Reste le financement du solde : sur le cas type à Le Ferré, le reste à charge d'un ménage très modeste ressort à 6 000 € après aide ANAH et prise en charge de l'accompagnement. Étalé sur quinze ans en éco-prêt à taux zéro, cela représente de l'ordre de 35 € par mois, à comparer aux 1 530 € d'économie annuelle attendue sur la facture d'énergie.
Ce que ces chiffres disent du potentiel : 344 diagnostics publiés pour 1 000 résidences principales, un bassin de travaux structuré autour de CA Fougères Agglomération, environ 205 logements occupés par leur propriétaire. Ce volume ne préjuge d'aucune éligibilité individuelle : il indique seulement où se concentrent, à Le Ferré, les situations où le scénario décrit sur cette page a le plus de chances d'être pertinent.
L'écueil le plus coûteux reste un audit réalisé par l'installateur qui vend ensuite les travaux. Sa reprise après coup coûte couramment 10 à 20 % du poste, soit 110 € à 220 € sur le chiffrage retenu à Le Ferré — un montant qui n'est jamais couvert une seconde fois par l'aide, déjà consommée.
Qui décide, et donc qui finance : 68 % de propriétaires occupants à Le Ferré, soit environ 205 logements. Pour l'audit énergétique réglementaire, cela signifie autant de dossiers décidables sans mandat de gestion, le solde relevant du parc locatif et donc d'un montage bailleur distinct.
Coût complet plutôt que prix d'achat : 1 100 € pour l'audit énergétique réglementaire à Le Ferré, soit 55 € par an sur une durée d'usage de vingt ans, sous réserve que deux scénarios de travaux dont un atteignant au moins la classe C soit tenu dans la durée. C'est cette valeur annualisée qui se compare à l'économie d'énergie.
Combien de audit exactement ? À Le Ferré, le logement de référence de 115 m² situé en zone H2a en compte environ 1 pour l'audit énergétique réglementaire. La dépense attendue s'établit dès lors entre 800 € et 1 400 € TTC (800–1 400 € l'unité), pour une assiette éligible plafonnée à 40 000 € HT.
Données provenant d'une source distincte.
//! Built-in reference tables.
//!
//! Order matters for the generation and chipset tables: rules address them by
//! index range, so new entries go at the end of their family.

/// Intel CPU generations by codename, oldest first.
///
/// Indices `0..12` are the generations whose integrated graphics macOS drives.
pub const INTEL_CPU_GENERATIONS: &[&str] = &[
    "Sandy Bridge",  // 0
    "Ivy Bridge",    // 1
    "Haswell",       // 2
    "Broadwell",     // 3
    "Skylake",       // 4
    "Kaby Lake",     // 5
    "Amber Lake",    // 6
    "Whiskey Lake",  // 7
    "Coffee Lake",   // 8
    "Comet Lake",    // 9
    "Ice Lake",      // 10
    "Cannon Lake",   // 11
    "Rocket Lake",   // 12
    "Tiger Lake",    // 13
    "Alder Lake",    // 14
    "Raptor Lake",   // 15
    "Meteor Lake",   // 16
    "Arrow Lake",    // 17
    "Lunar Lake",    // 18
];

/// Intel chipsets, grouped by series in release order.
///
/// Indices `110..122` hold the 500-series boards.
pub const INTEL_CHIPSETS: &[&str] = &[
    // 5-series / 3400 (0..14)
    "X58", "H55", "H57", "P55", "Q57", "B55", "HM55", "HM57", "PM55", "QM57", "QS57", "3400",
    "3420", "3450",
    // 6-series (14..30)
    "B65", "H61", "H67", "P67", "Q65", "Q67", "Z68", "HM65", "HM67", "QM67", "QS67", "UM67",
    "C202", "C204", "C206", "X79",
    // 7-series (30..44)
    "B75", "H77", "Q75", "Q77", "Z75", "Z77", "HM70", "HM75", "HM76", "HM77", "QM77", "QS77",
    "UM77", "C216",
    // 8/9-series (44..61)
    "B85", "H81", "H87", "Q85", "Q87", "Z87", "HM86", "HM87", "HM97", "QM87", "C222", "C224",
    "C226", "H97", "Z97", "X99", "C612",
    // 100-series (61..74)
    "B150", "H110", "H170", "Q150", "Q170", "Z170", "HM170", "HM175", "QM170", "QM175", "CM236",
    "C232", "C236",
    // 200-series and server (74..86)
    "B250", "H270", "Q250", "Q270", "Z270", "X299", "C422", "C621", "C622", "C624", "C627",
    "C628",
    // 300-series (86..98)
    "B360", "B365", "H310", "H370", "Q370", "Z370", "Z390", "HM370", "QM370", "CM246", "C242",
    "C246",
    // 400-series (98..110)
    "B460", "H410", "H420E", "H470", "Q470", "Q470E", "Z490", "W480", "W480E", "HM470", "QM480",
    "WM490",
    // 500-series (110..122)
    "B560", "H510", "H570", "Q570", "Z590", "W580", "HM570", "HM570E", "QM580", "QM580E",
    "RM590E", "WM590",
    // 600/700-series (122..134)
    "B660", "H610", "H670", "Q670", "Z690", "W680", "HM670", "WM690", "B760", "H770", "Z790",
    "W790",
];

/// AMD APU graphics with a working framebuffer.
pub const AMD_INTEGRATED_GPU_IDS: &[&str] = &[
    "1002-15D8", // Picasso
    "1002-15DD", // Raven Ridge
    "1002-15E7", // Barcelo
    "1002-1636", // Renoir
    "1002-1638", // Cezanne
    "1002-164C", // Lucienne
];

/// Ethernet and Wi-Fi controllers with an available driver.
pub const NETWORK_IDS: &[&str] = &[
    // Intel Ethernet
    "8086-10D3", "8086-1502", "8086-1503", "8086-1533", "8086-1539", "8086-153A", "8086-153B",
    "8086-1559", "8086-155A", "8086-156F", "8086-1570", "8086-15A0", "8086-15A1", "8086-15A2",
    "8086-15A3", "8086-15B7", "8086-15B8", "8086-15BB", "8086-15BC", "8086-15BD", "8086-15BE",
    "8086-15D7", "8086-15D8", "8086-15E3", "8086-15F3", "8086-0D4C", "8086-0D4D", "8086-0D4E",
    "8086-0D4F", "8086-0D53", "8086-0D55", "8086-125B", "8086-125C", "8086-125D", "8086-3102",
    // Intel Wi-Fi
    "8086-095A", "8086-095B", "8086-24F3", "8086-24FD", "8086-2526", "8086-2723", "8086-2725",
    "8086-02F0", "8086-06F0", "8086-34F0", "8086-43F0", "8086-A0F0",
    // Broadcom Wi-Fi
    "14E4-4331", "14E4-4353", "14E4-43A0", "14E4-43A3", "14E4-43B1", "14E4-43BA",
    // Atheros
    "168C-002A", "168C-0030", "1969-E091", "1969-E0A1", "1969-E0B1",
    // Realtek Ethernet
    "10EC-8125", "10EC-8136", "10EC-8168",
];

/// Realtek PCIe card readers.
pub const REALTEK_CARD_READER_IDS: &[&str] = &[
    "10EC-5227", "10EC-5228", "10EC-5229", "10EC-522A", "10EC-5249", "10EC-524A", "10EC-525A",
    "10EC-5260", "10EC-5286", "10EC-5287", "10EC-5289",
];

/// Intel Volume Management Device controllers.
pub const INTEL_VMD_IDS: &[&str] = &[
    "8086-09AB", "8086-467F", "8086-7D0B", "8086-9A0B", "8086-A77F", "8086-AD0B",
];

/// NVMe drives that hang or panic the storage stack.
pub const UNSUPPORTED_NVME_IDS: &[(&str, &str)] = &[
    ("144D-A808", "Samsung PM981/PM981a"),
    ("144D-A80A", "Samsung PM9A1"),
    ("1344-5404", "Micron 2200S"),
    ("1344-5405", "Micron 2300"),
    ("8086-F1A5", "Intel SSD 600p"),
    ("8086-F1A6", "Intel SSD 760p"),
];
Le parc local commande la faisabilité : sur 302 résidences principales, on estime 292 maisons individuelles (97 %) à Le Ferré. L'antériorité de l'audit sur tout engagement de devis y devient l'arbitrage dominant, bien avant le choix de matériau, pour l'audit énergétique réglementaire.
Base ADEME : 104 diagnostics enregistrés à Le Ferré, soit un taux de 344 pour 1 000 logements. Plus ce taux est élevé, plus la demande adressée à un auditeur qualifié et indépendant des entreprises est soutenue — et plus il faut anticiper la réservation d'un créneau pour l'audit énergétique réglementaire (deux à quatre semaines).
Pourquoi la même solution ne se classe pas au même rang partout : à Le Ferré relève de la zone H2a, dont la base conventionnelle atteint 225 kWh/m²/an. Le temps de retour de l'audit énergétique réglementaire s'en trouve mécaniquement raccourci par rapport aux zones plus douces.